I thought it might be a good idea to ask about taking the bike, his first answer was no. In the course of spanglish and sign language I found out they may need to keep the bike for several days! Yikes! I told him – no possibilo (adding an “o” seems to help in Spanglish). He looked at me and made a long phone call to someone discussing our situation. After he hung up he typed something into his google translator. It was a terrible translation and I could almost read it better in Spanish. It looked like we could take the bike and the “commissioner” authorized it’s release. Wow, I told him I would be back in ono hora! The three of us rode the 5 miles to the hospital to drop off Dave’s belongings. Keith decided to stay at the hospital and Deby and I had the task of motorcycle retrieval. We rode back to the hotel to drop off my bike and rode two-up on Deby’s bike back to the police station.

Silly me, I thought we would show up and be allowed to just drive away. Not. There was more paperwork to fill out including some kind of release / legal thing in Spanish I had to sign. They made copies of my passport and copied all my information onto the form. I still don’t know what that was about exactly but decided to take the risk. By the time we were done Mr. Main Policemen lightened up and brought up his Facebook page with pictures of him riding motocross races and his bike, it was pretty cool. I thought he sent me a friend request but I never received it… bummer, I would like to send him a thank you.

By the time we were done it was close to 8:00 PM and we rode to the hotel in the dark. I was glad Dave’s turn signals and brake lights all worked even if they pointed in odd directions. I should have checked the headlight, it was on but pointed nearly straight down. We made it safely to the hotel to find Keith and Jim waiting in the hotel lobby. We all sat in the lobby evaluating the day, glad that for the most part Dave was OK and evaluated what needed to be done next.
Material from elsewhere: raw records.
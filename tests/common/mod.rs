//! Shared fakes for the collaborator contracts.

#![allow(dead_code)]

use std::sync::Mutex;

use async_trait::async_trait;
use chrono::{DateTime, TimeZone, Utc};

use tableside::domain::{Comment, CommentDraft, Dish, DishId, MAX_RATING};
use tableside::ports::{
    CalendarEvent, CalendarWriter, Confirmation, ConfirmationDialog, EffectError, FetchError,
    MenuGateway, Notification, Notifier, PermissionService, PermissionStatus,
};
use tableside::reservation::ReservationDraft;

/// Gateway serving canned results.
pub struct StaticGateway {
    pub dishes: Result<Vec<Dish>, FetchError>,
    pub comments: Result<Vec<Comment>, FetchError>,
    pub favorites: Result<Vec<DishId>, FetchError>,
}

impl Default for StaticGateway {
    fn default() -> Self {
        Self {
            dishes: Ok(Vec::new()),
            comments: Ok(Vec::new()),
            favorites: Ok(Vec::new()),
        }
    }
}

#[async_trait]
impl MenuGateway for StaticGateway {
    async fn fetch_dishes(&self) -> Result<Vec<Dish>, FetchError> {
        self.dishes.clone()
    }

    async fn fetch_comments(&self) -> Result<Vec<Comment>, FetchError> {
        self.comments.clone()
    }

    async fn fetch_favorites(&self) -> Result<Vec<DishId>, FetchError> {
        self.favorites.clone()
    }
}

/// Dialog that always gives the same answer and records what it was shown.
pub struct ScriptedDialog {
    pub answer: Confirmation,
    pub seen: Mutex<Vec<ReservationDraft>>,
}

impl ScriptedDialog {
    pub fn answering(answer: Confirmation) -> Self {
        Self {
            answer,
            seen: Mutex::new(Vec::new()),
        }
    }
}

#[async_trait]
impl ConfirmationDialog for ScriptedDialog {
    async fn confirm(&self, draft: &ReservationDraft) -> Confirmation {
        self.seen.lock().unwrap().push(draft.clone());
        self.answer
    }
}

/// Permission service with a fixed answer per prompt.
pub struct ScriptedPermissions {
    pub calendar: PermissionStatus,
    pub notifications: PermissionStatus,
}

impl ScriptedPermissions {
    pub fn granting_all() -> Self {
        Self {
            calendar: PermissionStatus::Granted,
            notifications: PermissionStatus::Granted,
        }
    }

    pub fn denying_calendar() -> Self {
        Self {
            calendar: PermissionStatus::Denied,
            notifications: PermissionStatus::Granted,
        }
    }

    pub fn denying_notifications() -> Self {
        Self {
            calendar: PermissionStatus::Granted,
            notifications: PermissionStatus::Denied,
        }
    }
}

#[async_trait]
impl PermissionService for ScriptedPermissions {
    async fn request_calendar_permission(&self) -> PermissionStatus {
        self.calendar
    }

    async fn request_notification_permission(&self) -> PermissionStatus {
        self.notifications
    }
}

/// Calendar that records every event, optionally failing each write.
#[derive(Default)]
pub struct RecordingCalendar {
    pub fail: bool,
    pub events: Mutex<Vec<CalendarEvent>>,
}

impl RecordingCalendar {
    pub fn failing() -> Self {
        Self {
            fail: true,
            events: Mutex::new(Vec::new()),
        }
    }

    pub fn event_count(&self) -> usize {
        self.events.lock().unwrap().len()
    }
}

#[async_trait]
impl CalendarWriter for RecordingCalendar {
    async fn add_event(&self, event: &CalendarEvent) -> Result<(), EffectError> {
        if self.fail {
            return Err(EffectError::Calendar("calendar unavailable".to_string()));
        }
        self.events.lock().unwrap().push(event.clone());
        Ok(())
    }
}

/// Notifier that records every notification, optionally failing each call.
#[derive(Default)]
pub struct RecordingNotifier {
    pub fail: bool,
    pub notifications: Mutex<Vec<Notification>>,
}

impl RecordingNotifier {
    pub fn failing() -> Self {
        Self {
            fail: true,
            notifications: Mutex::new(Vec::new()),
        }
    }

    pub fn notification_count(&self) -> usize {
        self.notifications.lock().unwrap().len()
    }
}

#[async_trait]
impl Notifier for RecordingNotifier {
    async fn present(&self, notification: &Notification) -> Result<(), EffectError> {
        if self.fail {
            return Err(EffectError::Notification("notifier unavailable".to_string()));
        }
        self.notifications.lock().unwrap().push(notification.clone());
        Ok(())
    }
}

pub fn sample_dish(id: DishId) -> Dish {
    Dish {
        id,
        name: format!("Dish {id}"),
        description: "A sample dish".to_string(),
        image: "images/sample.png".to_string(),
        category: "mains".to_string(),
    }
}

pub fn published_comment(id: u32, dish_id: DishId) -> Comment {
    Comment {
        id,
        dish_id,
        author: "Jay".to_string(),
        rating: MAX_RATING,
        comment: "Great".to_string(),
        date: Utc::now(),
    }
}

pub fn comment_draft(dish_id: DishId) -> CommentDraft {
    CommentDraft {
        dish_id,
        author: "Jay".to_string(),
        rating: MAX_RATING,
        comment: "Great".to_string(),
        date: Utc::now(),
    }
}

/// A fixed reservation slot used across the flow tests.
pub fn dinner_time() -> DateTime<Utc> {
    Utc.with_ymd_and_hms(2024, 5, 1, 19, 0, 0).unwrap()
}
They still had their riding gear on to make one last trip to the hospital to bring Dave his cell phone so he could call his wife. It was dark, getting cold and we were all tired which is why it took us a few minutes to figure out it would be best to leave the bikes parked and take a cab to the hospital. Duh….

Friday April 14, 2013

8:00 AM was the meeting time at the hotel to plan the day’s tasks and divvy up the tasks for the day. Janice had arranged a flight for Dave to leave the next day, Saturday at 2:45 PM. He would fly to Buenos Aries and then catch a flight to Portland via Houston.

Jim and Keith’s morning task was to go through Dave’s belongings making an inventory and make sure we had everything. They then repacked his bags, sorting out what Dave could take on the plane and what we could ship home on the motorcycle. They went through all his paperwork and even bought a multi-sleeve folder to organize everything.

I had been e-mailing with Dakar Motos, the company in Buenos Aries who was helping us ship the bikes home. Sandra, who was helpful beyond belief told me what paperwork we would need to send Dave’s bike home without him. She e-mailed me some forms and told me they needed to be notarized along with notarized copies of Dave’s passport, and vehicle registration. We needed everything in triplicate.

We also needed to find a way to get Dave’s bike to BA, about 400 miles away. We split with Keith and Jim agreeing to meet later at the hotel. Not sure what to do I looked online for a nearby motorcycle shop and found one a few blocks away. Deby and I set off on foot for the shop only to find the building was empty. Not knowing what to do we kept walking down Brown Street. We were in an area where every other shop seemed to be an auto parts store or an auto repair facility. I had a feeling that it would be a likely spot for a motorcycle shop. After about 10 blocks and not finding anything we were about to turn around, I suggested to Deby we try one more block and then give up. Halfway down the block we saw this: 

Moto Fernandez. I looked into the dark windows, was it even open? I saw some motorcycles including a pretty new BMW F800GS. We opened the door and walked in. A sales person greeted us and I started conveying our story in sign language / Spanglish. Neccissito moto to Buenos Aries. Amigo crash… hospitale…. then sign language for a broken arm. Not much progress, but I was told to wait. Eventually the owner, Juan Fernadez came in, he spoke a few more words of English and we managed to get our story across. Finally, he asked us to wait and made a few phone calls. After the last call he conveyed he had good news, a friend of his could ride Dave’s bike to Buenos Aries on Sunday if we would buy him a bus ticket back. Yes! Then he said, solo uno problemo, mi amigo es 72 anos! Would that be a problem? Ha! It only made sense to have another 70+ year old person join us. It felt right so I told him yes and that we would all meet at his shop at 10:00 on Saturday. We couldn’t believe our luck in locating a rider and such a helpful person as Juan Fernandez.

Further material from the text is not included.